I was interested to read David Mandel’s response, “These cases are just crying wolf,” to Tom Elias’ “Do campuses back anti-Semitism?”
Most of his article focuses on the checkpoints that Students For Justice in Palestine puts up on campuses all across the United States, checkpoints that are supposed to replicate security checkpoints that the Israeli army employs around Jerusalem and in Judea and Samaria.
It is pointless to argue with Mandel about the unfortunate necessity of these checkpoints except to say that that knife-wielding, bomb-carrying Palestinians who have the expressed desire to kill “Jews” (not Israelis) are stopped at these checkpoints virtually every day — including yesterday.
Mandel would have us believe that the SJP checkpoints are nothing more than innocuous “street theater” events in which “actors” have “assigned parts.” His claim that “no other students were “significantly inconvenienced or let alone harassed” is disingenuous at best.
During the last week of May last year (which was designated as “Palestine Awareness Week”), Students for Justice in Palestine at UC Davis carried out a number of such activities. On Monday of that week, the SJP set up a mock Israeli checkpoint to subject all those crossing that part of the Quad to harassment by students supposedly dressed as Israeli soldiers. The next day, the SJP treated students to an “Israeli soldier” bloodily killing “Palestinians” who died on the Quad.
My point in describing this is not to suggest that these activities do not fall under “free speech”; my point is merely to say that if this is not a form of inconvenience and harassment, then I’m not sure what is.
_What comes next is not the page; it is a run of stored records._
//! Small text encoders used when building gateway requests.
//!
//! Kept dependency-free: the firmware only ever needs to *encode* (never
//! decode) these formats, and each routine is a few lines.

/// Returns `true` if every byte of `s` is in the printable ASCII range
/// `0x20..=0x7E` (space through tilde, inclusive).
pub fn is_printable_ascii(s: &str) -> bool {
    s.bytes().all(|b| (0x20..=0x7E).contains(&b))
}

/// Standard base64 (RFC 4648 §4) with `=` padding.
pub fn base64_encode(data: &[u8]) -> String {
    const ALPHABET: &[u8] = b"ABCDEFGHIJKLMNOPQRSTUVWXYZabcdefghijklmnopqrstuvwxyz0123456789+/";

    let mut out = String::with_capacity(data.len().div_ceil(3) * 4);

    for chunk in data.chunks(3) {
        let b0 = chunk[0];
        let b1 = chunk.get(1).copied().unwrap_or(0);
        let b2 = chunk.get(2).copied().unwrap_or(0);

        let i0 = (b0 >> 2) as usize;
        let i1 = (((b0 & 0x03) << 4) | (b1 >> 4)) as usize;
        let i2 = (((b1 & 0x0F) << 2) | (b2 >> 6)) as usize;
        let i3 = (b2 & 0x3F) as usize;

        out.push(ALPHABET[i0] as char);
        out.push(ALPHABET[i1] as char);
        out.push(if chunk.len() > 1 { ALPHABET[i2] as char } else { '=' });
        out.push(if chunk.len() > 2 { ALPHABET[i3] as char } else { '=' });
    }

    out
}

/// Append `value` to `out` using `application/x-www-form-urlencoded`
/// byte serialisation: `A-Za-z0-9*-._` pass through, space becomes `+`,
/// everything else is `%XX` (uppercase hex).
pub fn form_urlencode_into(out: &mut String, value: &str) {
    const HEX: &[u8; 16] = b"0123456789ABCDEF";

    for b in value.bytes() {
        match b {
            b'A'..=b'Z' | b'a'..=b'z' | b'0'..=b'9' | b'*' | b'-' | b'.' | b'_' => {
                out.push(b as char);
            }
            b' ' => out.push('+'),
            _ => {
                out.push('%');
                out.push(HEX[(b >> 4) as usize] as char);
                out.push(HEX[(b & 0x0F) as usize] as char);
            }
        }
    }
}

/// Serialise `pairs` as a form body (`k1=v1&k2=v2`).
pub fn form_body(pairs: &[(&str, &str)]) -> String {
    let mut body = String::new();
    for (i, (key, value)) in pairs.iter().enumerate() {
        if i > 0 {
            body.push('&');
        }
        form_urlencode_into(&mut body, key);
        body.push('=');
        form_urlencode_into(&mut body, value);
    }
    body
}
//! Port traits — the hexagonal boundary between domain logic and the outside world.
//!
//! ```text
//!   Adapter ──▶ Port trait ──▶ LinkManager / NotificationClient / Controller
//! ```
//!
//! The digital input and blocking delays use the `embedded-hal` 1.0
//! traits directly ([`embedded_hal::digital::InputPin`],
//! [`embedded_hal::delay::DelayNs`]); everything else the domain needs
//! is declared here so the core never touches ESP-IDF.

use crate::error::{LinkError, TransportError};

/// Network-layer address assigned to the station interface.
pub type Address = core::net::Ipv4Addr;

// ───────────────────────────────────────────────────────────────
// Network link (driven adapter: domain → WiFi driver)
// ───────────────────────────────────────────────────────────────

/// Platform wireless link.  Owned exclusively by the
/// [`LinkManager`](super::link::LinkManager).
pub trait NetworkLink {
    /// Start associating with `network_id`.  Must not block until ready;
    /// readiness is observed through [`is_ready`](Self::is_ready).
    fn connect(&mut self, network_id: &str, secret: &str) -> Result<(), LinkError>;

    /// Associated *and* holding an address.
    fn is_ready(&self) -> bool;

    /// Current station address, if one has been assigned.
    fn address(&self) -> Option<Address>;
}

// ───────────────────────────────────────────────────────────────
// HTTP transport (driven adapter: domain → HTTPS client)
// ───────────────────────────────────────────────────────────────

/// Factory for single-request HTTP connections.
///
/// A connection is an owned value; dropping it releases the socket and
/// any buffered response.  Callers therefore get release-on-every-path
/// for free by keeping the connection in a local binding.
pub trait HttpTransport {
    type Connection: HttpConnection;

    /// Open a connection whose request and response are bounded by `timeout_ms`.
    fn open(&mut self, timeout_ms: u32) -> Result<Self::Connection, TransportError>;
}

/// One request/response exchange.
pub trait HttpConnection {
    /// Send a `POST` and wait for the response status line.
    fn post(
        &mut self,
        url: &str,
        headers: &[(&str, &str)],
        body: &[u8],
    ) -> Result<u16, TransportError>;

    /// Read up to `buf.len()` bytes of the response body.  `Ok(0)` at end.
    fn read_body(&mut self, buf: &mut [u8]) -> Result<usize, TransportError>;
}

// ───────────────────────────────────────────────────────────────
// Time
// ───────────────────────────────────────────────────────────────

/// Monotonic millisecond clock.
pub trait Clock {
    fn now_ms(&self) -> u64;
}

// ───────────────────────────────────────────────────────────────
// Event sink port (driven adapter: domain → logging)
// ───────────────────────────────────────────────────────────────

/// The domain reports progress and outcomes as
/// [`AppEvent`](super::events::AppEvent)s; adapters decide where they go.
pub trait EventSink {
    fn emit(&mut self, event: &super::events::AppEvent);
}

// ───────────────────────────────────────────────────────────────
// Liveness
// ───────────────────────────────────────────────────────────────

/// Hardware or task watchdog fed once per controller iteration.
pub trait Watchdog {
    fn feed(&mut self);

    /// Stop supervising the caller until [`resume`](Self::resume).
    /// Brackets blocking calls whose worst case exceeds the reset timeout.
    fn suspend(&mut self);

    /// Supervise the caller again, with a fresh timeout.
    fn resume(&mut self);
}
//! Fuzz target: JSON provisioning blob
//!
//! Feeds arbitrary bytes to `NotifierConfig::from_json` and verifies:
//! - No panics under arbitrary input
//! - Anything accepted also passes `validate()` and survives a
//!   serialise/parse cycle unchanged
//!
//! cargo fuzz run fuzz_config_json

#![no_main]

use libfuzzer_sys::fuzz_target;
use pressnotify::config::NotifierConfig;

fuzz_target!(|data: &[u8]| {
    let Ok(config) = NotifierConfig::from_json(data) else {
        return;
    };
    assert!(config.validate().is_ok());

    let json = serde_json::to_vec(&config).expect("accepted config serialises");
    let again = NotifierConfig::from_json(&json).expect("serialised config parses");
    assert_eq!(config, again);
});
I know that when my own daughter encountered such displays at UC San Diego several years ago she felt inconvenienced, harassed and intimidated. When she quietly told Mandel’s so-called “actors” that she was an Israeli-American and attempted to engage those “actors” in dialogue, she was surrounded and had verbal abuses heaped on her. After that encounter, Mandel remonstrations to the contrary, she felt unsafe walking around the UCSD campus alone.